RECORDS FOR THE EXERCISE:
impl<S: Signaling> Shared<S> {
    pub(crate) fn info(&self) -> SessionInfo {
        self.state
            .read()
            .unwrap_or_else(PoisonError::into_inner)
            .clone()
    }

    fn update(&self, f: impl FnOnce(&mut SessionInfo)) {
        let mut state = self.state.write().unwrap_or_else(PoisonError::into_inner);
        f(&mut state);
    }

    fn emit(&self, event: SessionEvent) {
        let _ = self.events.send(event);
    }

    pub(crate) fn emit_reconnecting(&self, attempt: u32, delay: std::time::Duration) {
        self.emit(SessionEvent::Reconnecting { attempt, delay });
    }

    fn set_phase(&self, phase: SessionPhase) {
        let changed = {
            let mut state = self.state.write().unwrap_or_else(PoisonError::into_inner);
            let changed = state.phase != phase;
            state.phase = phase;
            changed
        };
        if changed {
            debug!(?phase, "session phase changed");
            self.emit(SessionEvent::PhaseChanged {
                phase,
                state: phase.connection_state(),
            });
        }
    }

    fn set_quality(&self, quality: ConnectionQuality) {
        let changed = {
            let mut state = self.state.write().unwrap_or_else(PoisonError::into_inner);
            let changed = state.quality != quality;
            state.quality = quality;
            changed
        };
        if changed {
            self.emit(SessionEvent::QualityChanged(quality));
        }
    }

    /// `Ready` while an identity is held, `Disconnected` otherwise.
    fn settle_phase(&self) {
        let phase = if self.info().self_id.is_some() {
            SessionPhase::Ready
        } else {
            SessionPhase::Disconnected
        };
        self.set_phase(phase);
    }

    /// Moves `Ready` to `Connecting`. Returns `false` from any other phase.
    fn try_begin_connect(&self) -> bool {
        let began = {
            let mut state = self.state.write().unwrap_or_else(PoisonError::into_inner);
            let ready = state.phase == SessionPhase::Ready;
            if ready {
                state.phase = SessionPhase::Connecting;
            }
            ready
        };
        if began {
            self.emit(SessionEvent::PhaseChanged {
                phase: SessionPhase::Connecting,
                state: SessionPhase::Connecting.connection_state(),
            });
        }
        began
    }

    fn clear_identity(&self) {
        self.update(|s| {
            s.self_id = None;
            s.role = None;
            s.room_code = None;
        });
        self.set_phase(SessionPhase::Disconnected);
    }

    /// Makes `channel` the active channel and starts dispatching its events.
    fn attach(
        self: &Arc<Self>,
        peer_id: String,
        channel: Arc<dyn DataChannel>,
        events: mpsc::Receiver<ChannelEvent>,
    ) {
        let cancel = CancellationToken::new();
        let previous = lock(&self.active).replace(ActiveChannel {
            peer_id: peer_id.clone(),
            channel,
            cancel: cancel.clone(),
        });
        if let Some(previous) = previous {
            previous.cancel.cancel();
            previous.channel.close();
        }

        self.update(|s| s.peer_id = Some(peer_id.clone()));
        self.set_phase(SessionPhase::Connected);
        // Not measured: a fresh channel is assumed excellent.
        self.set_quality(ConnectionQuality::Excellent);
        self.emit(SessionEvent::PeerConnected(peer_id.clone()));
        info!(peer = %peer_id, "channel open");

        tokio::spawn(dispatch(Arc::clone(self), peer_id, events, cancel));
    }

    /// The active channel closed on its own. Not retried.
    fn on_channel_closed(&self, peer_id: &str) {
        let removed = {
            let mut active = lock(&self.active);
            if active.as_ref().is_some_and(|a| a.peer_id == peer_id) {
                active.take()
            } else {
                None
            }
        };
        if removed.is_none() {
            return;
        }

        info!(peer = %peer_id, "channel closed");
        self.update(|s| s.peer_id = None);
        self.set_quality(ConnectionQuality::Disconnected);
        self.settle_phase();
        self.emit(SessionEvent::PeerDisconnected(peer_id.to_string()));
    }

    /// Accepts a channel a peer opened to us, if we host and are idle.
    async fn accept(self: Arc<Self>, link: ChannelLink) {
        let ChannelLink {
            peer_id,
            channel,
            mut events,
        } = link;

        if self.info().role != Some(Role::Host) || !self.try_begin_connect() {
            warn!(peer = %peer_id, "rejecting incoming channel");
            channel.close();
            return;
        }

        let timeout = self.config.connection_timeout;
        let opened = match tokio::time::timeout(timeout, wait_for_open(&mut events)).await {
            Ok(result) => result,
            Err(_) => Err(format!("channel did not open within {timeout:?}")),
        };
        match opened {
            Ok(()) if self.info().phase == SessionPhase::Connecting => {
                self.attach(peer_id, channel, events)
            }
            Ok(()) => channel.close(),
            Err(reason) => {
                warn!(peer = %peer_id, reason = %reason, "incoming channel failed");
                channel.close();
                self.settle_phase();
            }
        }
    }

    /// Full teardown back to `Disconnected`.
    pub(crate) async fn teardown(&self) {
        reconnect::cancel(self);
        if let Some(token) = lock(&self.listener_cancel).take() {
            token.cancel();
        }

        let active = lock(&self.active).take();
        if let Some(active) = &active {
            active.cancel.cancel();
            active.channel.close();
        }

        self.engine.close_all_handles().await;

        let before = self.info();
        if before.self_id.is_some() {
            self.signaling.release().await;
        }
        if before == SessionInfo::default() && active.is_none() {
            debug!("already disconnected");
            return;
        }

        self.update(|s| *s = SessionInfo::default());
        if let Some(peer) = before.peer_id {
            self.emit(SessionEvent::PeerDisconnected(peer));
        }
        if before.quality != ConnectionQuality::Disconnected {
            self.emit(SessionEvent::QualityChanged(ConnectionQuality::Disconnected));
        }
        if before.phase != SessionPhase::Disconnected {
            self.emit(SessionEvent::PhaseChanged {
                phase: SessionPhase::Disconnected,
                state: SessionPhase::Disconnected.connection_state(),
            });
        }
        info!("session disconnected");
    }
}
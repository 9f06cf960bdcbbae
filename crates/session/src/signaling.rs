//! Seams to the transport layer.
//!
//! The coordinator never touches sockets. It drives a [`Signaling`]
//! implementation that registers identities and produces ready-made
//! channels, and consumes each channel's events as a [`ChannelEvent`]
//! stream.

use std::fmt;
use std::future::Future;
use std::sync::Arc;

use serde::{Deserialize, Serialize};
use tokio::sync::mpsc;

use beamdrop_transfer::DataChannel;

/// Events raised by an established or establishing channel.
#[derive(Debug, Clone, PartialEq, Eq)]
pub enum ChannelEvent {
    Open,
    Data(Vec<u8>),
    Close,
    Error(String),
}

/// A channel to a peer plus its event stream.
pub struct ChannelLink {
    pub peer_id: String,
    pub channel: Arc<dyn DataChannel>,
    pub events: mpsc::Receiver<ChannelEvent>,
}

impl fmt::Debug for ChannelLink {
    fn fmt(&self, f: &mut fmt::Formatter<'_>) -> fmt::Result {
        f.debug_struct("ChannelLink")
            .field("peer_id", &self.peer_id)
            .field("open", &self.channel.is_open())
            .finish_non_exhaustive()
    }
}

/// Events raised by the signaling connection itself.
#[derive(Debug)]
pub enum SignalingEvent {
    /// The signaling connection dropped unexpectedly.
    Disconnected,
    Error(String),
    /// A peer opened a channel to us.
    IncomingChannel(ChannelLink),
}

/// A registered identity and the signaling event stream bound to it.
///
/// The stream outlives signaling reconnects and ends when the identity is
/// released.
#[derive(Debug)]
pub struct Registration {
    pub id: String,
    pub events: mpsc::Receiver<SignalingEvent>,
}

#[derive(Debug, Clone, PartialEq, Eq, thiserror::Error)]
pub enum SignalingError {
    #[error("identity already taken: {0}")]
    IdentityTaken(String),

    #[error("peer unavailable: {0}")]
    PeerUnavailable(String),

    #[error("signaling unavailable: {0}")]
    Unavailable(String),

    #[error("not registered")]
    NotRegistered,
}

/// Rendezvous and channel establishment.
pub trait Signaling: Send + Sync + 'static {
    /// Claims `requested` as our identity, or obtains a generated one when
    /// `None`. Fails with [`SignalingError::IdentityTaken`] if the code is
    /// already claimed.
    fn register(
        &self,
        requested: Option<&str>,
    ) -> impl Future<Output = Result<Registration, SignalingError>> + Send;

    /// Re-establishes a dropped signaling connection under the current
    /// identity.
    fn reconnect(&self) -> impl Future<Output = Result<(), SignalingError>> + Send;

    /// Starts opening a channel to `target`. The link reports
    /// [`ChannelEvent::Open`] once usable.
    fn open_channel(
        &self,
        target: &str,
    ) -> impl Future<Output = Result<ChannelLink, SignalingError>> + Send;

    /// Gives up the current identity.
    fn release(&self) -> impl Future<Output = ()> + Send;
}

/// A STUN/TURN server entry handed to the channel-establishment layer.
#[derive(Debug, Clone, PartialEq, Eq, Serialize, Deserialize)]
#[serde(rename_all = "camelCase")]
pub struct IceServer {
    pub urls: Vec<String>,
    #[serde(default, skip_serializing_if = "Option::is_none")]
    pub username: Option<String>,
    #[serde(default, skip_serializing_if = "Option::is_none")]
    pub credential: Option<String>,
}

/// Source of relay credentials. Only the transport consumes this.
pub trait IceServerProvider: Send + Sync {
    fn ice_servers(&self) -> impl Future<Output = Result<Vec<IceServer>, SignalingError>> + Send;
}

/// A fixed server list, typically from configuration.
impl IceServerProvider for Vec<IceServer> {
    fn ice_servers(&self) -> impl Future<Output = Result<Vec<IceServer>, SignalingError>> + Send {
        let servers = self.clone();
        async move { Ok(servers) }
    }
}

WHAT TO PRODUCE: From the records above, repeat exactly the lines from the one with "dispatching its events." through the one with "own. Not retried.", both included.

TASK RESPONSE:
    /// Makes `channel` the active channel and starts dispatching its events.
    fn attach(
        self: &Arc<Self>,
        peer_id: String,
        channel: Arc<dyn DataChannel>,
        events: mpsc::Receiver<ChannelEvent>,
    ) {
        let cancel = CancellationToken::new();
        let previous = lock(&self.active).replace(ActiveChannel {
            peer_id: peer_id.clone(),
            channel,
            cancel: cancel.clone(),
        });
        if let Some(previous) = previous {
            previous.cancel.cancel();
            previous.channel.close();
        }

        self.update(|s| s.peer_id = Some(peer_id.clone()));
        self.set_phase(SessionPhase::Connected);
        // Not measured: a fresh channel is assumed excellent.
        self.set_quality(ConnectionQuality::Excellent);
        self.emit(SessionEvent::PeerConnected(peer_id.clone()));
        info!(peer = %peer_id, "channel open");

        tokio::spawn(dispatch(Arc::clone(self), peer_id, events, cancel));
    }

    /// The active channel closed on its own. Not retried.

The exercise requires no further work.